◆ The task: The output should be the line containing "pub fn run_table(kind: ProjectorKind, input: fn()" and every later line of the records, exactly as written, and nothing else.

[Stored dataset items]
━━━━━━━━━━━━━━━━━━━━━━━━━━━━━━

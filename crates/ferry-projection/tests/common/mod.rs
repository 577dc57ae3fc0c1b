use bson::spec::BinarySubtype;
use bson::{Binary, Bson, Document, doc};
use ferry_projection::{
    Envelope, FieldProjector, ProjectionMode, ProjectorKind, Target, parse_field_list,
};

pub fn bytes(raw: &[u8]) -> Bson {
    Bson::Binary(Binary {
        subtype: BinarySubtype::Generic,
        bytes: raw.to_vec(),
    })
}

pub fn flat_envelope() -> Envelope {
    Envelope::new(
        Some(doc! {
            "_id": "ABC-123", "myBoolean": true, "myInt": 42,
            "myBytes": bytes(b"ABC"), "myArray": [],
        }),
        Some(doc! {
            "_id": "XYZ-789", "myLong": 42_i64, "myDouble": 23.23, "myString": "BSON",
            "myBytes": bytes(b"xyz"), "myArray": [],
        }),
    )
}

pub fn nested_envelope() -> Envelope {
    Envelope::new(
        Some(doc! {
            "_id": "ABC-123", "myInt": 42,
            "subDoc1": { "myString": "BSON1", "myBoolean": false },
            "subDoc2": { "myString": "BSON2", "myBoolean": true },
        }),
        Some(doc! {
            "_id": "XYZ-789", "myBoolean": true,
            "subDoc1": {
                "myFieldA": "some text", "myFieldB": 12.34,
                "subSubDoc": { "myString": "some text", "myInt": 0, "myBoolean": false },
            },
            "subDoc2": {
                "myFieldA": "some text", "myFieldB": 12.34,
                "subSubDoc": {
                    "myBytes": bytes(b"xyz"),
                    "myArray": [ { "key": "abc", "value": 123 }, { "key": "xyz", "value": 987 } ],
                },
            },
        }),
    )
}

/// One row of a projection table: the configured field list and the
/// document expected in the projected slot.
pub struct Case {
    pub fields: &'static str,
    pub expected: Document,
}

pub fn case(fields: &'static str, expected: Document) -> Case {
    Case { fields, expected }
}

pub fn projector(kind: ProjectorKind, fields: &str) -> FieldProjector {
    let patterns = parse_field_list(fields).unwrap();
    match kind.mode() {
        ProjectionMode::Blacklist => match kind.target() {
            Target::Key => FieldProjector::blacklist_key(patterns),
            Target::Value => FieldProjector::blacklist_value(patterns),
        },
        ProjectionMode::Whitelist => match kind.target() {
            Target::Key => FieldProjector::whitelist_key(patterns),
            Target::Value => FieldProjector::whitelist_value(patterns),
        },
    }
}

/// Run every case against a fresh envelope and compare the projected slot.
pub fn run_table(kind: ProjectorKind, input: fn() -> Envelope, cases: Vec<Case>) {
    for Case { fields, expected } in cases {
        let mut envelope = input();
        projector(kind, fields).project(&mut envelope).unwrap();
        let actual = envelope
            .get(kind.target())
            .unwrap_or_else(|| panic!("{kind} with [{fields}]: slot vanished"));
        assert_eq!(actual, &expected, "{kind} with [{fields}]");
    }
}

━━━━━━━━━━━━━━━━━━━━━━━━━━━━━━

◆ Answer to the problem:
pub fn run_table(kind: ProjectorKind, input: fn() -> Envelope, cases: Vec<Case>) {
    for Case { fields, expected } in cases {
        let mut envelope = input();
        projector(kind, fields).project(&mut envelope).unwrap();
        let actual = envelope
            .get(kind.target())
            .unwrap_or_else(|| panic!("{kind} with [{fields}]: slot vanished"));
        assert_eq!(actual, &expected, "{kind} with [{fields}]");
    }
}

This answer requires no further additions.